The C4 Cactus began its life as a crossover-SUV-type of vehicle, although it has never had four-wheel drive, all models sending power to the leading axle alone. There were just two engines, a 1.2-litre, three-cylinder PureTech petrol and a 1.6-litre, four-cylinder diesel – badged e-HDi as a 92hp variant and BlueHDi for the 100hp model. The petrol engine was available in 75-, 82- and 110hp guises, while gearbox choices were a five-speed manual or five- or six-speed robotised manual automatics called ETG5 and ETG6. These were replaced in 2016 by a proper torque-converter auto called the EAT6, which is much better than the clunky ETG units, but the EAT6 is only available with the 110hp petrol engine so far. The most distinctive feature of the C4 Cactus is its Airbumps, extrusions of plastic along the doors that help to protect the car from parking dings and dents. Citroen made such a feature of them on the early models that they gave rise to the car’s Cactus name. Sadly, a radical facelift in 2018 sucked all the character out of the C4 Cactus, as Citroen tried to turn it into more of an upmarket hatchback. The Airbumps were reduced to footnotes at the base of the doors, while super-soft went way too far, making the updated C4 Cactus feel sloppy and loose on bumpy roads. Inside, the cabin’s minimalist architecture remained, which sat at odds with the supposedly upmarket exterior of the revised Citroen. All in all, we’d avoid the facelifted models and stick to the more charismatic pre-updated C4 Cactus, available from 2014-2017.

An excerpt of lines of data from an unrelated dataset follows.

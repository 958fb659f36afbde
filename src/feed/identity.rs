//! Stable identity for feed entries.
//!
//! Every entry gets two strings: a `guid` (the dedup key the store is
//! indexed by) and a `hash` (a content digest used to detect edits to
//! an already-seen entry). Which field becomes the guid is a per-feed
//! policy choice; feeds with broken or recycled ids can fall back to
//! the content hash itself.

use sha1::{Digest, Sha1};

use super::fetcher::RawEntry;

/// The resolved identity of one entry.
#[derive(Debug, Clone, PartialEq, Eq)]
pub struct EntryIdentity {
    /// Dedup key: link, native id, or the content hash, per policy.
    pub guid: String,
    /// SHA-1 hex digest of the entry's most substantial field.
    pub hash: String,
}

/// Resolve an entry's identity under the feed's trust policy.
///
/// The hash digests the first non-empty of body, link, title (trimmed).
/// The guid prefers the link when `trust_link` is set, then the native
/// id when `trust_guid` is set, and otherwise falls back to the hash.
/// An entry with no usable content at all yields `None` and should be
/// skipped.
pub fn resolve_identity(
    entry: &RawEntry,
    trust_guid: bool,
    trust_link: bool,
) -> Option<EntryIdentity> {
    let basis = [&entry.body, &entry.link, &entry.title]
        .into_iter()
        .filter_map(|f| f.as_deref())
        .map(str::trim)
        .find(|s| !s.is_empty())?;

    let mut hasher = Sha1::new();
    hasher.update(basis.as_bytes());
    let hash = format!("{:x}", hasher.finalize());

    let link = entry.link.as_deref().map(str::trim).filter(|s| !s.is_empty());
    let id = entry.id.as_deref().map(str::trim).filter(|s| !s.is_empty());

    let guid = if trust_link && link.is_some() {
        link.map(str::to_string)
    } else if trust_guid && id.is_some() {
        id.map(str::to_string)
    } else {
        None
    }
    .unwrap_or_else(|| hash.clone());

    Some(EntryIdentity { guid, hash })
}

A pre-facelift PureTech petrol manual in a nice bright colour is easily the best choice. For that, you get a super-light vehicle packed with loads of style and charm, for a very reasonable price.


Citroen C4 Cactus 1.2 PureTech 110

Engine: 1.2-litre three-cylinder turbo petrol

Power: 110hp

Maximum speed: 189km/h

0-100km/h: 10.4 seconds

Fuel consumption: 4.6 litres/100km

CO2: 105g/km


 • Character of pre-facelift cars

 • Lightweight construction

 • Cheeky 1.2 three-cylinder petrol engine


 • Soulless facelifted models

 • Poor body control on updated cars

 • Pop-out rear windows


The Citroen C4 Cactus is a game of two halves – pre-facelift, it’s a joyful little crossover with idiosyncratic design touches inside and out, willing engines and cheap running costs. Post-facelift, it’s a confused, amorphous blob of a thing, with soft but weirdly uncomfortable suspension and a distinct dearth of its signature Airbumps. So go for an earlier C4 Cactus to get the best ownership experience possible from this wonderful French eccentric.